"ATLANTA -- Mike Hampton is headed back to the disabled list after hurting himself in pregame warm-ups Thursday night, preventing him from making his first start in almost three years."
Heh, heh.
You know what also hasn't happened in three years? I haven't taken a single potshot at the former Met and (presumably) still current "Little Bulldog." Why is that? For a while I was something of a broken record.
3/05
Win it for the Little Bulldog, Mike Hampton, because it's just not fair that after selling his soul to Colorado and wrangling a shady deal to land on the team that's won its division for every year since helmets were implemented, he hasn't gotten to win the World Series yet. Life is so cruel.
6/04
...the makeshift pitching staff is overachieving. [Except for the Little Bulldog, sadly (1-6, 5.49).]
4/04
Hampton served up more hits than Casey Kasem (again) and his ERA now looks like my dry-cleaning bill. Damn shame. Ah, well, he did say he didn't like playing in New York. I have some distaste for those "we chewed you up and spit you out" New Yorkers who love to rail on guys who didn't find solace in NYC (read: Yankee apes), but there was just something about the way Hampton abandoned the team when they most needed him -- for the money, money, and more money the Rockies were offering -- that left me very, very cold on him. And he's probably just a nice fellow with a dorky nickname (the "little bulldog"), but I'm relishing his lack of success since. He went belly-up in Denver, landed on his feet in Atlanta after some sketchy dealings with the Marlins, and gave the Braves less of a marquee season than . . . Jason Marquis. His two outings this year, both against the Mets, have been horrendous. This, my friends, is karma, the kind of karma you talk about when you have no idea what Buddha was really all about.
4/04
Seeing former Met and Rob fave (a little too much so) Mike Hampton take a shellacking is never a bad thing.
9/03
Fran Healy and Howie Rose were discussing a quick, unpleasant conversation between Mike Piazza and Braves pitcher Mike Hampton. I guess Hampton said something to Piazza, trying to stir up trouble, but Piazza quelled it with a "Just play baseball." Healy and Rose went on to bring up something from three years ago that wasn't discussed enough when it happened -- if Hampton had plunked a Yankee after Clemens threw the bat at Piazza, warnings would have been issued to both teams and Clemens' inside pitch might have been altered. At the very least, it might have felt like the score was evened. As it happened, Hampton made the decision not to hit a Yank. And as we all know, Clemens pitched well and got a boost from Armando "Seattle Is Almost Far Enough Away" Benitez, and the Yankees won the tone-setting World Series game. Anyway, what happened afterwards was that Hampton bad-mouthed Piazza (from Denver), saying he should have fought Clemens when he threw the bat at him. Implying that Piazza backed down. Ignoring that it would have meant the Mets losing their MVP for not only that game but probably at least one more. Forgetting that if he himself had been tougher, things might have been much better for the team. What a wiener. And Rob loves this guy.
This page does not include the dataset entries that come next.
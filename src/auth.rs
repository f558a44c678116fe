//! Account boundary: registration, login, and session tokens for the two
//! roles (student and teacher).
//!
//! Accounts live in an in-memory registry keyed by `(role, email)`. Passwords
//! are bcrypt-hashed (cost 10) before storage and the hash never leaves this
//! module; on success a signed JWT with a 10-day expiry is issued and set as
//! the `token` cookie by the handler layer. There is no refresh, revocation,
//! or role-based authorization beyond presence of the cookie.

use std::{collections::HashMap, sync::Arc};

use chrono::{DateTime, Duration, Utc};
use jsonwebtoken::{decode, encode, DecodingKey, EncodingKey, Header, Validation};
use serde::{Deserialize, Serialize};
use tokio::sync::RwLock;
use tracing::{info, instrument, warn};
use uuid::Uuid;

use crate::util::normalize_email;

/// bcrypt cost factor for password hashing.
pub const BCRYPT_COST: u32 = 10;

/// Session token lifetime.
pub const TOKEN_TTL_DAYS: i64 = 10;

#[derive(Clone, Copy, Debug, PartialEq, Eq, Hash, Serialize)]
#[serde(rename_all = "snake_case")]
pub enum Role {
    Student,
    Teacher,
}

impl Role {
    /// Label used in user-facing messages ("User registered successfully").
    pub fn label(&self) -> &'static str {
        match self {
            Role::Student => "User",
            Role::Teacher => "Teacher",
        }
    }
}

/// Why an account operation did not produce an account.
#[derive(Debug, PartialEq, Eq)]
pub enum AuthError {
    /// An account with this email already exists for the role.
    Duplicate,
    /// No account with this email exists for the role.
    UnknownAccount,
    /// The password did not match the stored hash.
    InvalidCredentials,
    /// Hashing or token signing failed.
    Internal(String),
}

/// Internal account record. Carries the password hash, so it is never
/// serialized; API responses go through the hash-free DTO in `protocol`.
#[derive(Clone, Debug)]
pub struct Account {
    pub id: String,
    pub role: Role,
    pub first_name: String,
    pub last_name: String,
    pub email: String,
    pub(crate) password_hash: String,
    pub created_at: DateTime<Utc>,
}

/// In-memory account store shared by the HTTP handlers.
#[derive(Clone)]
pub struct AccountRegistry {
    accounts: Arc<RwLock<HashMap<(Role, String), Account>>>,
}

impl AccountRegistry {
    pub fn new() -> Self {
        Self { accounts: Arc::new(RwLock::new(HashMap::new())) }
    }

    /// Create an account. Duplicate email (per role) is reported, not
    /// overwritten; the stored email is normalized for lookup.
    #[instrument(level = "info", skip(self, password), fields(?role, %email))]
    pub async fn register(
        &self,
        role: Role,
        first_name: &str,
        last_name: &str,
        email: &str,
        password: &str,
    ) -> Result<Account, AuthError> {
        let email = normalize_email(email);
        let mut accounts = self.accounts.write().await;
        if accounts.contains_key(&(role, email.clone())) {
            warn!(target: "auth", %email, "Registration for existing account");
            return Err(AuthError::Duplicate);
        }

        let password_hash =
            bcrypt::hash(password, BCRYPT_COST).map_err(|e| AuthError::Internal(e.to_string()))?;
        let account = Account {
            id: Uuid::new_v4().to_string(),
            role,
            first_name: first_name.to_string(),
            last_name: last_name.to_string(),
            email: email.clone(),
            password_hash,
            created_at: Utc::now(),
        };
        accounts.insert((role, email.clone()), account.clone());
        info!(target: "auth", %email, id = %account.id, "Account registered");
        Ok(account)
    }

    /// Verify credentials. Unknown email and wrong password are distinct
    /// errors so the handler can surface distinct messages.
    #[instrument(level = "info", skip(self, password), fields(?role, %email))]
    pub async fn login(&self, role: Role, email: &str, password: &str) -> Result<Account, AuthError> {
        let email = normalize_email(email);
        let accounts = self.accounts.read().await;
        let Some(account) = accounts.get(&(role, email.clone())) else {
            warn!(target: "auth", %email, "Login for unknown account");
            return Err(AuthError::UnknownAccount);
        };
        let valid = bcrypt::verify(password, &account.password_hash)
            .map_err(|e| AuthError::Internal(e.to_string()))?;
        if !valid {
            warn!(target: "auth", %email, "Login with invalid credentials");
            return Err(AuthError::InvalidCredentials);
        }
        info!(target: "auth", %email, id = %account.id, "Login successful");
        Ok(account.clone())
    }
}

#[derive(Debug, Serialize, Deserialize)]
struct Claims {
    id: String,
    exp: usize,
}

fn jwt_secret() -> String {
    std::env::var("JWT_SECRET").unwrap_or_else(|_| "ecolearn-dev-secret".into())
}

/// Sign a session token for an account id, valid for [`TOKEN_TTL_DAYS`].
pub fn issue_token(account_id: &str) -> Result<String, AuthError> {
    let exp = (Utc::now() + Duration::days(TOKEN_TTL_DAYS)).timestamp() as usize;
    let claims = Claims { id: account_id.to_string(), exp };
    encode(&Header::default(), &claims, &EncodingKey::from_secret(jwt_secret().as_bytes()))
        .map_err(|e| AuthError::Internal(e.to_string()))
}

/// Decode a session token back to the account id it was issued for.
#[allow(dead_code)]
pub fn validate_token(token: &str) -> Result<String, AuthError> {
    decode::<Claims>(token, &DecodingKey::from_secret(jwt_secret().as_bytes()), &Validation::default())
        .map(|data| data.claims.id)
        .map_err(|e| AuthError::Internal(e.to_string()))
}

#[cfg(test)]
mod tests {
    use super::*;

    #[tokio::test]
    async fn duplicate_registration_is_rejected() {
        let registry = AccountRegistry::new();
        registry
            .register(Role::Student, "Meera", "Iyer", "meera@student.edu", "hunter2")
            .await
            .expect("first registration");
        let second = registry
            .register(Role::Student, "Meera", "Iyer", "MEERA@student.edu", "hunter2")
            .await;
        assert_eq!(second.unwrap_err(), AuthError::Duplicate);
    }

    #[tokio::test]
    async fn same_email_is_independent_across_roles() {
        let registry = AccountRegistry::new();
        registry
            .register(Role::Student, "Dev", "Rao", "dev@school.edu", "pw-one")
            .await
            .expect("student");
        registry
            .register(Role::Teacher, "Dev", "Rao", "dev@school.edu", "pw-two")
            .await
            .expect("teacher with same email");
    }

    #[tokio::test]
    async fn login_verifies_the_stored_hash() {
        let registry = AccountRegistry::new();
        let created = registry
            .register(Role::Student, "Meera", "Iyer", "meera@student.edu", "hunter2")
            .await
            .unwrap();

        let account = registry
            .login(Role::Student, "meera@student.edu", "hunter2")
            .await
            .expect("valid login");
        assert_eq!(account.id, created.id);

        assert_eq!(
            registry.login(Role::Student, "meera@student.edu", "wrong").await.unwrap_err(),
            AuthError::InvalidCredentials
        );
        assert_eq!(
            registry.login(Role::Student, "ghost@student.edu", "hunter2").await.unwrap_err(),
            AuthError::UnknownAccount
        );
    }

    #[test]
    fn token_round_trips_through_validation() {
        let token = issue_token("account-42").expect("token issued");
        assert_eq!(validate_token(&token).expect("token valid"), "account-42");
    }
}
I suppose that, what with Hampton in something of a witness protection program over the past few seasons, he hasn't been pertinent, and I would've really been going out of my way to rag him. (Never been above that, mind you.) More than that, though, there was a sense that old Karma had served him his papers for his sins, and piling on goes against the credo we espouse over at Gheorghe: The Blog. After all, he was only guilty of being some combination of avaricious, pusillanimous, and turncoatly. (Avapusscoat, so says the urban dictionary.)
So I've held off while accusations abound that Hampton had his suits tailored by Radomski, McNamee, & Sons (or that the reason he didn't plunk Clemens was because they frequented the same juice bars). I haven't made further mockery of the shambles his career has plummeted into. It's just not that cool. And besides, people with glass #2 pitchers shouldn't throw stones. So, today I merely mention this latest setback as a newsworthy note about our divisional adversary.
Heh, heh.
3 comments:
there's some venom underneath all that jocularity. i like it.
A bit.
i think you said it best in '03: "What a wiener"
Things I look forward to every spring: 1) the lush smells of reborn garden vegetation.2) Mike Hampton pulling up lame.
Har!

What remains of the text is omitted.